Interferon gamma promotes survival of lymphoblasts overexpressing 9-O-acetylated sialoglycoconjugates in childhood acute lymphoblastic leukaemia (ALL)

Abstract

An enhanced linkage-specific 9-O-acetylated sialic acid (9-O-AcSA) on peripheral blood mononuclear cells (PBMC) of children with acute lymphoblastic leukaemia, ALL (PBMC_ALL, 9-O-AcSA⁺ cells) was demonstrated by using a lectin, Achatinin-H, whose lectinogenic epitope was 9-O-AcSAα2-6GlNAc. Our aim was to evaluate the in vitro contributory role of this glycotope (9-O-AcSAα2-6GalNAc) towards the survival of these 9-O-AcSA⁺ cells in ALL patients. For direct comparison, 9-O-AcSA^- cells were generated by removing O-acetyl group of 9-O-AcSA present on PBMC_ALL using O-acetyl esterase.

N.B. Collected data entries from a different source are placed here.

#[cfg(target_arch = "wasm32")]
use macroquad::miniquad;
use macroquad::prelude::*;
use pitchboard_core::pitch;
use pitchboard_core::{Board, FormationCatalog, FormationKind, GoalFrame, Polyline};
use std::sync::atomic::{AtomicU8, Ordering};

mod camera;
mod marker;
mod scene;
mod ui;

use crate::camera::{OrbitCamera, world_to_screen};
use crate::marker::MarkerDrawConfig;
use crate::ui::ControlPanel;

const SKY_COLOR: Color = Color::from_rgba(135, 206, 235, 255);
const CAMERA_START_EYE: Vec3 = vec3(0.0, 50.0, 80.0);

const ACTION_NONE: u8 = 0;
const ACTION_CLASSIC: u8 = 1;
const ACTION_ATTACK: u8 = 2;
const ACTION_DEFENSE: u8 = 3;
const ACTION_RESET: u8 = 4;

// Button handlers may fire from the hosting page between frames; the cell
// is drained exactly once per frame and the last queued action wins.
static PENDING_ACTION: AtomicU8 = AtomicU8::new(ACTION_NONE);

/// Everything the four UI buttons can ask of the board.
#[derive(Debug, Clone, Copy, PartialEq, Eq)]
pub enum BoardAction {
    ApplyFormation(FormationKind),
    ResetPositions,
}

#[unsafe(no_mangle)]
pub extern "C" fn formation_classic() {
    log::debug!("ui action: formation 4-4-2");
    queue_action(ACTION_CLASSIC);
}

#[unsafe(no_mangle)]
pub extern "C" fn formation_attack() {
    log::debug!("ui action: formation 4-3-3");
    queue_action(ACTION_ATTACK);
}

#[unsafe(no_mangle)]
pub extern "C" fn formation_defense() {
    log::debug!("ui action: formation 5-3-2");
    queue_action(ACTION_DEFENSE);
}

#[unsafe(no_mangle)]
pub extern "C" fn reset_positions() {
    log::debug!("ui action: reset positions");
    queue_action(ACTION_RESET);
}

fn queue_action(code: u8) {
    PENDING_ACTION.store(code, Ordering::SeqCst);
}

fn take_pending_action() -> Option<BoardAction> {
    match PENDING_ACTION.swap(ACTION_NONE, Ordering::SeqCst) {
        ACTION_CLASSIC => Some(BoardAction::ApplyFormation(FormationKind::Classic)),
        ACTION_ATTACK => Some(BoardAction::ApplyFormation(FormationKind::Attack)),
        ACTION_DEFENSE => Some(BoardAction::ApplyFormation(FormationKind::Defense)),
        ACTION_RESET => Some(BoardAction::ResetPositions),
        _ => None,
    }
}

pub struct GameState {
    board: Board,
    catalog: FormationCatalog,
    active_formation: FormationKind,
    camera: OrbitCamera,
    panel: ControlPanel,
    marker_draw: MarkerDrawConfig,
    markings: Vec<Polyline>,
    goal_frames: [GoalFrame; 2],
    fps: f32,
    fps_frame_count: u32,
    fps_last_update_time: f64,
}

impl GameState {
    pub fn new() -> Self {
        let catalog = FormationCatalog::builtin();
        let panel = ControlPanel::new(&catalog);
        let mut game = Self {
            board: Board::new(),
            catalog,
            active_formation: FormationKind::Classic,
            camera: OrbitCamera::looking_from(CAMERA_START_EYE, Vec3::ZERO),
            panel,
            marker_draw: MarkerDrawConfig::default(),
            markings: pitch::markings(),
            goal_frames: pitch::goal_frames(),
            fps: 0.0,
            fps_frame_count: 0,
            fps_last_update_time: get_time(),
        };
        game.apply_formation(FormationKind::Classic);
        game
    }

    fn apply_formation(&mut self, kind: FormationKind) {
        let Some(formation) = self.catalog.get(kind) else {
            log::warn!("no formation registered for {:?}", kind);
            return;
        };
        log::info!(
            "applying formation {} ({} markers)",
            formation.label,
            formation.placements.len()
        );
        self.board.apply_formation(formation);
        self.active_formation = kind;
    }

    fn apply_action(&mut self, action: BoardAction) {
        match action {
            BoardAction::ApplyFormation(kind) => self.apply_formation(kind),
            BoardAction::ResetPositions => {
                log::info!("resetting {} markers", self.board.markers().len());
                self.board.reset_positions(get_time());
            }
        }
    }

    fn apply_pending_ui_actions(&mut self) {
        if let Some(action) = take_pending_action() {
            self.apply_action(action);
        }

        if is_mouse_button_pressed(MouseButton::Left) {
            let (mouse_x, mouse_y) = mouse_position();
            if let Some(action) = self.panel.action_at(vec2(mouse_x, mouse_y)) {
                self.apply_action(action);
            }
        }
    }

    fn handle_camera_input(&mut self) {
        let (mouse_x, mouse_y) = mouse_position();
        let pointer_over_panel = self.panel.contains(vec2(mouse_x, mouse_y));
        self.camera.handle_mouse_wheel();
        self.camera.handle_drag(pointer_over_panel);
        self.camera.update();
    }

    fn update(&mut self) {
        self.board.advance(get_time());
    }

    fn update_fps_if_due(&mut self) {
        let now = get_time();
        self.fps_frame_count += 1;
        let elapsed = now - self.fps_last_update_time;
        if elapsed >= 1.0 {
            self.fps = self.fps_frame_count as f32 / elapsed as f32;
            self.fps_frame_count = 0;
            self.fps_last_update_time = now;
        }
    }

    fn render(&mut self) {
        clear_background(SKY_COLOR);

        // Recomputing the aspect every frame keeps the projection in step
        // with the surface through resizes.
        let aspect = screen_width() / screen_height();
        let camera = self.camera.camera3d(aspect);
        set_camera(&camera);

        scene::draw_pitch(&self.markings, &self.goal_frames);
        for player in self.board.markers() {
            marker::draw_marker(player, &self.marker_draw);
        }

        set_default_camera();
        self.render_labels(&camera);

        let (mouse_x, mouse_y) = mouse_position();
        self.panel.draw(self.active_formation, vec2(mouse_x, mouse_y));

        draw_text(
            &format!("fps: {:.1}", self.fps),
            20.0,
            screen_height() - 16.0,
            24.0,
            WHITE,
        );
    }

    fn render_labels(&self, camera: &Camera3D) {
        let viewport = vec2(screen_width(), screen_height());
        for player in self.board.markers() {
            let Some(number) = player.number else {
                continue;
            };
            let anchor = marker::label_anchor(player, &self.marker_draw);
            if let Some(screen) = world_to_screen(camera, anchor, viewport) {
                marker::draw_marker_label(&number.to_string(), screen, &self.marker_draw);
            }
        }
    }
}

impl Default for GameState {
    fn default() -> Self {
        Self::new()
    }
}

pub async fn run() {
    install_panic_hook();
    let mut game = GameState::new();

    loop {
        game.apply_pending_ui_actions();
        game.handle_camera_input();
        game.update();
        game.update_fps_if_due();

        game.render();

        next_frame().await;
    }
}

#[cfg(target_arch = "wasm32")]
fn install_panic_hook() {
    std::panic::set_hook(Box::new(|info| {
        let msg = info.to_string();
        if let Some(location) = info.location() {
            miniquad::error!("panic at {}:{}: {}", location.file(), location.line(), msg);
        } else {
            miniquad::error!("panic: {}", msg);
        }
    }));
}

#[cfg(not(target_arch = "wasm32"))]
fn install_panic_hook() {}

An elevated level of serum interferon gamma (IFN-γ) in affected children led us to think that PBMC_ALL are continuously exposed specifically to this cytokine. Accordingly, 9-O-AcSA⁺ and 9-O-AcSA^- cells were exposed in vitro to IFN-γ. A twofold increased NO release along with inducible NO synthase (iNOS) mRNA expression by the 9-O-AcSA⁺ cells was observed as compared to the 9-O-AcSA^-cells. The decreased viability of IFN-γ exposed 9-O-AcSA^- cells as compared to 9-O-AcSA⁺ cells were reflected from a 5.0-fold increased caspase-3-like activity and a 10.0-fold increased apoptosis in the 9-O-AcSA^- cells when production of NO was lowered by adding competitive inhibitor of iNOS in reaction mixture. Therefore, it may be envisaged that a link exists between induction of this glycotope and their role in regulating viability of PBMC_ALL. Taken together, it is reasonable to hypothesise that O-acetylation of sialic acids on PBMC_ALL may be an additional mechanism that promotes the survival of lymphoblasts by avoiding apoptosis via IFN-γ-induced NO production.